Your task.
In the records below, count the lines that have "await" and answer with the number alone.

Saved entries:
====

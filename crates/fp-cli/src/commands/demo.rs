//! `fp demo`: a scripted two-player session, end to end.
//!
//! Alice owns Kael and banks two Friend Points by clicking pips. Bren
//! posts a poor climb check for Yara and asks Alice for a point via
//! the chat context menu. Alice's scripted answer decides whether the
//! die is rerolled. Everything the host observed can be dumped as a
//! JSON transcript.

use std::path::Path;
use std::sync::Arc;

use colored::Colorize;
use comfy_table::{ContentArrangement, Table};
use fp_api::{
    Actor, ActorId, ActorKind, ChatMessage, Die, MessageDraft, OwnershipLevel, Roll, SheetCommand,
    Speaker, User, UserRole,
};
use fp_module::{
    FriendPoints, FriendPointsModule, FriendPointsStore, MENU_REQUEST_REROLL, MODULE_ID, settings,
    sheet,
};
use fp_sandbox::{DialogScript, NotifyLevel, Sandbox};

use crate::Answer;

/// Drive the whole request flow and print what happened.
pub async fn run(
    seed: u64,
    answer: Answer,
    timeout_secs: u64,
    transcript: Option<&Path>,
    verbose: bool,
) -> Result<(), String> {
    if verbose {
        init_tracing();
    }

    let owner_script = match answer {
        Answer::Accept => DialogScript::AcceptAll,
        Answer::Decline => DialogScript::DeclineAll,
        Answer::Ignore => DialogScript::Ignore,
    };

    let alice = User::new("Alice", UserRole::Player);
    let bren = User::new("Bren", UserRole::Player);
    let (alice_id, bren_id) = (alice.id, bren.id);
    let kael = Actor::new("Kael", ActorKind::Character).with_owner(alice_id, OwnershipLevel::Owner);
    let yara = Actor::new("Yara", ActorKind::Character).with_owner(bren_id, OwnershipLevel::Owner);
    let (kael_id, yara_id) = (kael.id, yara.id);

    // Bren's own dialogs auto-accept so the target chooser picks the
    // only candidate; Alice answers per the --answer flag.
    let sandbox = Sandbox::builder()
        .with_seed(seed)
        .with_user(alice)
        .with_user(bren)
        .with_actor(kael)
        .with_actor(yara)
        .with_script(alice_id, owner_script)
        .with_script(bren_id, DialogScript::AcceptAll)
        .build();
    sandbox.install(Arc::new(FriendPointsModule::new()));

    println!(
        "  {} {}",
        "Friend Points demo".bold(),
        format!("(seed {seed}, answer {}, timeout {timeout_secs}s)", answer.label()).dimmed()
    );
    println!();

    sandbox.connect(alice_id).await.map_err(|e| e.to_string())?;
    let bren_ctx = sandbox.connect(bren_id).await.map_err(|e| e.to_string())?;
    bren_ctx
        .settings
        .set(
            MODULE_ID,
            settings::SETTING_REQUEST_TIMEOUT,
            serde_json::json!(timeout_secs),
        )
        .map_err(|e| e.to_string())?;

    // Alice banks two points by clicking Kael's pips.
    for _ in 0..2 {
        sandbox
            .activate(
                alice_id,
                &SheetCommand::new(MODULE_ID, sheet::ACTION_INCREMENT, kael_id),
            )
            .await
            .map_err(|e| e.to_string())?;
    }
    let store = FriendPointsStore::new(&bren_ctx);
    print_points(&store, kael_id, "Kael's pool after two pip clicks").await?;
    println!();

    // Bren rolls poorly and reaches for the context menu.
    let original = sandbox
        .post_message(
            MessageDraft::new(bren_id)
                .with_speaker(Speaker::for_actor(yara_id, "Yara"))
                .with_flavor("Climb check")
                .with_roll(Roll::single(Die::D20, 3, 2)),
        )
        .await
        .map_err(|e| e.to_string())?;
    println!(
        "  {} posts a climb check: {}",
        "Bren".cyan(),
        "1d20+2 = 5".yellow()
    );

    let entries = sandbox.menu_entries_for(&original);
    if !entries.iter().any(|e| e.id == MENU_REQUEST_REROLL) {
        return Err("no reroll entry offered on a fresh roll message".into());
    }
    println!(
        "  {} picks {} on the roll",
        "Bren".cyan(),
        "Request Friend Point Reroll".bold()
    );
    println!();
    sandbox
        .pick_menu_entry(bren_id, MENU_REQUEST_REROLL, original.id)
        .await
        .map_err(|e| e.to_string())?;

    println!("  {}", "Chat Log".bold().underline());
    println!();
    let mut table = Table::new();
    table.set_content_arrangement(ContentArrangement::Dynamic);
    table.set_header(vec!["Speaker", "Flavor", "Dice", "Total"]);
    for message in sandbox.chat_log().await {
        table.add_row(message_row(&message));
    }
    println!("{table}");
    println!();

    println!("  {}", "Notifications".bold().underline());
    println!();
    let notes = sandbox.notifications_for(bren_id);
    if notes.is_empty() {
        println!("  {}", "(none)".dimmed());
    }
    for (level, text) in notes {
        let tag = match level {
            NotifyLevel::Info => "info".green().bold(),
            NotifyLevel::Warn => "warn".yellow().bold(),
            NotifyLevel::Error => "error".red().bold(),
        };
        println!("  {tag}  {text}");
    }
    println!();

    print_points(&store, kael_id, "Kael's pool now").await?;

    if let Some(path) = transcript {
        let json = serde_json::to_string_pretty(&sandbox.events()).map_err(|e| e.to_string())?;
        std::fs::write(path, json).map_err(|e| format!("writing {}: {e}", path.display()))?;
        println!();
        println!("  Event transcript written to {}", path.display());
    }

    Ok(())
}

async fn print_points(
    store: &FriendPointsStore,
    actor: ActorId,
    label: &str,
) -> Result<(), String> {
    let points = store
        .get(actor)
        .await
        .map_err(|e| e.to_string())?
        .unwrap_or_else(|| FriendPoints::new(0));
    println!("  {label}: {}", super::pip_row(points));
    Ok(())
}

fn message_row(message: &ChatMessage) -> Vec<String> {
    let speaker = message
        .speaker
        .alias
        .clone()
        .unwrap_or_else(|| "(no speaker)".to_string());
    let flavor = message.flavor.clone().unwrap_or_default();
    let (dice, total) = match message.first_roll() {
        Some(roll) => (describe_dice(roll), roll.total().to_string()),
        None => (String::new(), String::new()),
    };
    vec![speaker, flavor, dice, total]
}

fn describe_dice(roll: &Roll) -> String {
    let mut parts = Vec::new();
    for term in &roll.terms {
        for result in &term.results {
            if result.discarded {
                parts.push(format!("{} (discarded)", result.value));
            } else {
                parts.push(result.value.to_string());
            }
        }
    }
    parts.join(", ")
}

fn init_tracing() {
    use tracing_subscriber::layer::SubscriberExt;
    use tracing_subscriber::util::SubscriberInitExt;

    tracing_subscriber::registry()
        .with(
            tracing_subscriber::EnvFilter::try_from_default_env()
                .unwrap_or_else(|_| "fp_module=debug,fp_sandbox=debug".into()),
        )
        .with(tracing_subscriber::fmt::layer().with_writer(std::io::stderr))
        .init();
}
//! Handlers for the `gen` subcommands.

pub mod gen_config;
pub mod gen_data;
pub mod tokens;

pub use gen_config::run_gen_config;
pub use gen_data::run_gen_data;
pub use tokens::run_tokens;
//! Multi-row INSERT statement composition.

use crate::error::StatementError;
use clap::ValueEnum;
use dgs_core::Value;
use std::fmt::Write as _;

/// Most bind parameters a single statement may carry.
pub const MAX_PARAMETERS: usize = 65535;

/// Most rows one statement can carry for a table `columns` wide.
pub fn max_rows_per_statement(columns: usize) -> u64 {
    (MAX_PARAMETERS / columns.max(1)) as u64
}

/// How rows are written.
#[derive(Debug, Clone, Copy, Default, PartialEq, Eq, ValueEnum)]
pub enum InsertMode {
    /// Plain INSERT
    #[default]
    Insert,
    /// INSERT that skips conflicting rows
    Conflict,
    /// UPSERT (CockroachDB)
    Upsert,
}

/// A parameterized statement and its arguments in placeholder order.
#[derive(Debug)]
pub struct Statement<'a> {
    pub sql: String,
    pub args: Vec<&'a Value>,
}

/// Build one multi-row statement for `rows`.
///
/// Placeholders are numbered from `$1` row by row; `args` is the row-major
/// flattening of `rows`.
pub fn build_insert<'a>(
    table: &str,
    columns: &[&str],
    rows: &'a [Vec<Value>],
    mode: InsertMode,
) -> Result<Statement<'a>, StatementError> {
    if columns.is_empty() {
        return Err(StatementError::NoColumns(table.to_string()));
    }
    if rows.is_empty() {
        return Err(StatementError::EmptyBatch(table.to_string()));
    }

    let count = columns.len() * rows.len();
    if count > MAX_PARAMETERS {
        return Err(StatementError::TooManyParameters {
            count,
            max: MAX_PARAMETERS,
        });
    }

    let verb = match mode {
        InsertMode::Insert | InsertMode::Conflict => "INSERT",
        InsertMode::Upsert => "UPSERT",
    };

    let mut sql = format!("{verb} INTO {table} ({}) VALUES ", columns.join(","));
    let mut args = Vec::with_capacity(count);
    let mut param_idx = 1;

    for (i, row) in rows.iter().enumerate() {
        if row.len() != columns.len() {
            return Err(StatementError::RowWidth {
                row: i,
                expected: columns.len(),
                actual: row.len(),
            });
        }
        if i > 0 {
            sql.push(',');
        }
        sql.push('(');
        for (j, value) in row.iter().enumerate() {
            if j > 0 {
                sql.push(',');
            }
            // Writing to a String cannot fail.
            let _ = write!(sql, "${param_idx}");
            param_idx += 1;
            args.push(value);
        }
        sql.push(')');
    }

    if mode == InsertMode::Conflict {
        sql.push_str(" ON CONFLICT DO NOTHING");
    }

    Ok(Statement { sql, args })
}
//! Typed random value primitives and template tokens.
//!
//! Every generator takes the caller's RNG so a seeded RNG gives
//! reproducible output.

pub mod numeric;
pub mod point;
pub mod text;
pub mod timestamp;
pub mod tokens;
pub mod uuid;

pub use tokens::{expand_template, lookup, tokens, Token};
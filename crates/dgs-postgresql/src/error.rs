//! Error types for PostgreSQL loading.

use dgs_core::ConfigError;
use dgs_generator::GeneratorError;
use std::time::Duration;
use thiserror::Error;

/// Errors composing an insert statement.
#[derive(Error, Debug, PartialEq, Eq)]
pub enum StatementError {
    /// Statement without columns.
    #[error("Table '{0}' has no columns to insert")]
    NoColumns(String),

    /// Statement without rows.
    #[error("Empty batch for table '{0}'")]
    EmptyBatch(String),

    /// Row whose width differs from the column list.
    #[error("Row {row} has {actual} values, expected {expected}")]
    RowWidth {
        row: usize,
        expected: usize,
        actual: usize,
    },

    /// More parameters than the wire protocol allows.
    #[error("Statement needs {count} parameters, the limit is {max}")]
    TooManyParameters { count: usize, max: usize },
}

/// Errors that can occur while populating or introspecting a database.
#[derive(Error, Debug)]
pub enum PopulateError {
    /// PostgreSQL connection or query error.
    #[error("PostgreSQL error: {0}")]
    PostgreSQL(#[from] tokio_postgres::Error),

    /// Write did not finish in time.
    #[error("Write timed out after {0:?}")]
    Timeout(Duration),

    /// Generator error.
    #[error("Generator error: {0}")]
    Generator(#[from] GeneratorError),

    /// Statement composition error.
    #[error("Statement error: {0}")]
    Statement(#[from] StatementError),

    /// Configuration error.
    #[error("Configuration error: {0}")]
    Config(#[from] ConfigError),

    /// Failure inside a worker.
    #[error("Worker {worker} failed on table '{table}': {source}")]
    Worker {
        worker: usize,
        table: String,
        #[source]
        source: Box<PopulateError>,
    },

    /// Worker task panicked or was cancelled.
    #[error("Worker task failed: {0}")]
    Join(#[from] tokio::task::JoinError),

    /// Column type introspection cannot map.
    #[error("Unsupported type '{data_type}' for column '{table}.{column}'")]
    UnsupportedColumnType {
        table: String,
        column: String,
        data_type: String,
    },
}
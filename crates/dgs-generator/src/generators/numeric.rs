//! Numeric value generators.
//!
//! Ranges are half-open `[min, max)`. Equal bounds return `min` and
//! reversed bounds are swapped.

use dgs_core::Value;
use rand::Rng;

/// Generate a random integer in `[min, max)`.
pub fn generate_int_range<R: Rng + ?Sized>(rng: &mut R, min: i64, max: i64) -> Value {
    let (min, max) = if min > max { (max, min) } else { (min, max) };
    if min == max {
        return Value::Int(min);
    }
    Value::Int(rng.random_range(min..max))
}

/// Generate a random float in `[min, max)`.
///
/// Returns `None` when the bounds are not finite or their span overflows.
pub fn generate_float_range<R: Rng + ?Sized>(rng: &mut R, min: f64, max: f64) -> Option<Value> {
    if !(max - min).is_finite() {
        return None;
    }
    let (min, max) = if min > max { (max, min) } else { (min, max) };
    if min == max {
        return Some(Value::Float(min));
    }
    Some(Value::Float(rng.random_range(min..max)))
}
//! `gen tokens`: list the value template tokens.

use dgs_generator::generators::{tokens, Token};
use rand::rngs::StdRng;
use rand::SeedableRng;

/// Render the token registry as a markdown table with one sample per token.
pub fn render_tokens(tokens: &[Token], rng: &mut StdRng) -> String {
    let mut out = String::from("| Token | Description | Example |\n|---|---|---|\n");
    for token in tokens {
        let sample = token.generate(rng).to_string().replace('|', "\\|");
        out.push_str(&format!(
            "| `${{{}}}` | {} | {} |\n",
            token.name, token.description, sample
        ));
    }
    out
}

pub fn run_tokens() {
    let mut rng = StdRng::from_os_rng();
    print!("{}", render_tokens(tokens(), &mut rng));
}

#[cfg(test)]
mod tests {
    use super::*;

    #[test]
    fn test_render_tokens() {
        let mut rng = StdRng::seed_from_u64(42);
        let table = render_tokens(tokens(), &mut rng);
        let lines: Vec<&str> = table.lines().collect();

        assert_eq!(lines[0], "| Token | Description | Example |");
        assert_eq!(lines.len(), tokens().len() + 2);
        assert!(lines.iter().any(|l| l.starts_with("| `${uuid}` |")));
        assert!(lines.iter().any(|l| l.starts_with("| `${email}` |")));
    }
}
//! Per-table iteration planning.

/// How one worker writes its share of a table: `times` batches of up to
/// `batch` rows.
#[derive(Debug, Clone, Copy, PartialEq, Eq)]
pub struct Plan {
    pub batch: u64,
    pub times: u64,
}

impl Plan {
    /// Plan for a table with no rows.
    pub const SKIP: Plan = Plan { batch: 0, times: 0 };

    /// Upper bound of rows all workers together may attempt.
    pub fn capacity(&self, workers: u64) -> u64 {
        self.batch.saturating_mul(self.times).saturating_mul(workers)
    }
}

/// Split `rows` over `workers` with batches of at most `batch_size`.
///
/// A plan never has a zero batch for a non-empty table. When the plan's
/// capacity exceeds `rows` the scheduler stops at `rows`; when it falls
/// short the shortfall is below one batch per worker.
pub fn plan(rows: u64, batch_size: u64, workers: u64) -> Plan {
    let batch_size = batch_size.max(1);
    let workers = workers.max(1);

    if rows == 0 {
        return Plan::SKIP;
    }

    if rows < batch_size / workers || rows <= batch_size {
        return Plan {
            batch: (rows / workers).max(1),
            times: 1,
        };
    }

    let times = rows / batch_size / workers;
    if times == 0 {
        return Plan {
            batch: batch_size,
            times: 1,
        };
    }

    Plan {
        batch: batch_size,
        times,
    }
}

#[cfg(test)]
mod tests {
    use super::*;

    fn plans(batch: u64, workers: u64) -> Vec<(u64, u64)> {
        [1000, 2000, 4000]
            .iter()
            .map(|&rows| {
                let p = plan(rows, batch, workers);
                (p.batch, p.times)
            })
            .collect()
    }

    #[test]
    fn test_single_worker() {
        assert_eq!(plans(100, 1), vec![(100, 10), (100, 20), (100, 40)]);
    }

    #[test]
    fn test_many_workers_large_batch() {
        assert_eq!(plans(1000, 4), vec![(250, 1), (1000, 1), (1000, 1)]);
    }

    #[test]
    fn test_empty_table_is_skipped() {
        assert_eq!(plan(0, 100, 4), Plan::SKIP);
    }

    #[test]
    fn test_batch_never_zero() {
        let p = plan(3, 1000, 8);
        assert_eq!(p, Plan { batch: 1, times: 1 });
    }

    #[test]
    fn test_shortfall_below_one_batch_per_worker() {
        for rows in [1u64, 7, 99, 100, 101, 999, 1001, 5000, 12345, 100_000] {
            for batch in [1u64, 10, 100, 1000] {
                for workers in [1u64, 2, 3, 4, 8] {
                    let p = plan(rows, batch, workers);
                    let written = p.capacity(workers).min(rows);
                    assert!(
                        written + workers * p.batch > rows,
                        "rows={rows} batch={batch} workers={workers} plan={p:?}"
                    );
                }
            }
        }
    }
}
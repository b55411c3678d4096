//! Timestamp and interval generators.

use chrono::{DateTime, Utc};
use rand::Rng;
use std::time::Duration;

/// Generate a random timestamp in `[min, max)` with whole second precision.
///
/// Returns `None` when the result is outside chrono's representable range.
pub fn generate_timestamp_range<R: Rng + ?Sized>(
    rng: &mut R,
    min: DateTime<Utc>,
    max: DateTime<Utc>,
) -> Option<DateTime<Utc>> {
    let (min_ts, max_ts) = (min.timestamp(), max.timestamp());
    let (min_ts, max_ts) = if min_ts > max_ts {
        (max_ts, min_ts)
    } else {
        (min_ts, max_ts)
    };

    if min_ts == max_ts {
        return DateTime::from_timestamp(min_ts, 0);
    }

    let offset = rng.random_range(0..max_ts - min_ts);
    DateTime::from_timestamp(min_ts + offset, 0)
}

/// Generate a random interval in `[min, max)` whole seconds.
pub fn generate_interval_range<R: Rng + ?Sized>(
    rng: &mut R,
    min: Duration,
    max: Duration,
) -> Duration {
    let (min, max) = (min.as_secs(), max.as_secs());
    let (min, max) = if min > max { (max, min) } else { (min, max) };

    if min == max {
        return Duration::from_secs(min);
    }

    Duration::from_secs(min + rng.random_range(0..max - min))
}
//! PostgreSQL (and CockroachDB) loading for the dgs data generator.
//!
//! # Architecture
//!
//! ```text
//! Config ──► plan() per table ──► Populator
//!                                   │
//!                 ┌─────────────────┼─────────────────┐
//!                 ▼                 ▼                 ▼
//!             worker 0          worker 1   ...    worker N-1
//!          RowGenerator      RowGenerator      RowGenerator
//!                 │                 │                 │
//!                 └──── build_insert ──► Session::exec ┘
//!                                   │
//!                        barrier after every table
//! ```
//!
//! The scheduler only depends on the [`Store`] trait. [`PostgresStore`]
//! implements it over `tokio-postgres`; tests use an in-memory store.
//!
//! [`introspect`] goes the other way: it reads an existing schema and builds
//! a [`dgs_core::Config`] that can be written out as YAML.

pub mod args;
pub mod error;
pub mod insert;
pub mod introspect;
pub mod planner;
pub mod populator;
pub mod store;

// Re-exports for convenience
pub use args::{ConnectionArgs, GenConfigArgs, GenDataArgs};
pub use error::{PopulateError, StatementError};
pub use insert::{build_insert, max_rows_per_statement, InsertMode, Statement, MAX_PARAMETERS};
pub use introspect::{fetch_columns, to_config, ColumnInfo};
pub use planner::{plan, Plan};
pub use populator::{Phase, PopulateOptions, PopulateReport, Populator, TableReport};
pub use store::{PostgresSession, PostgresStore, Session, Store, TextParam};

====

Task output.
9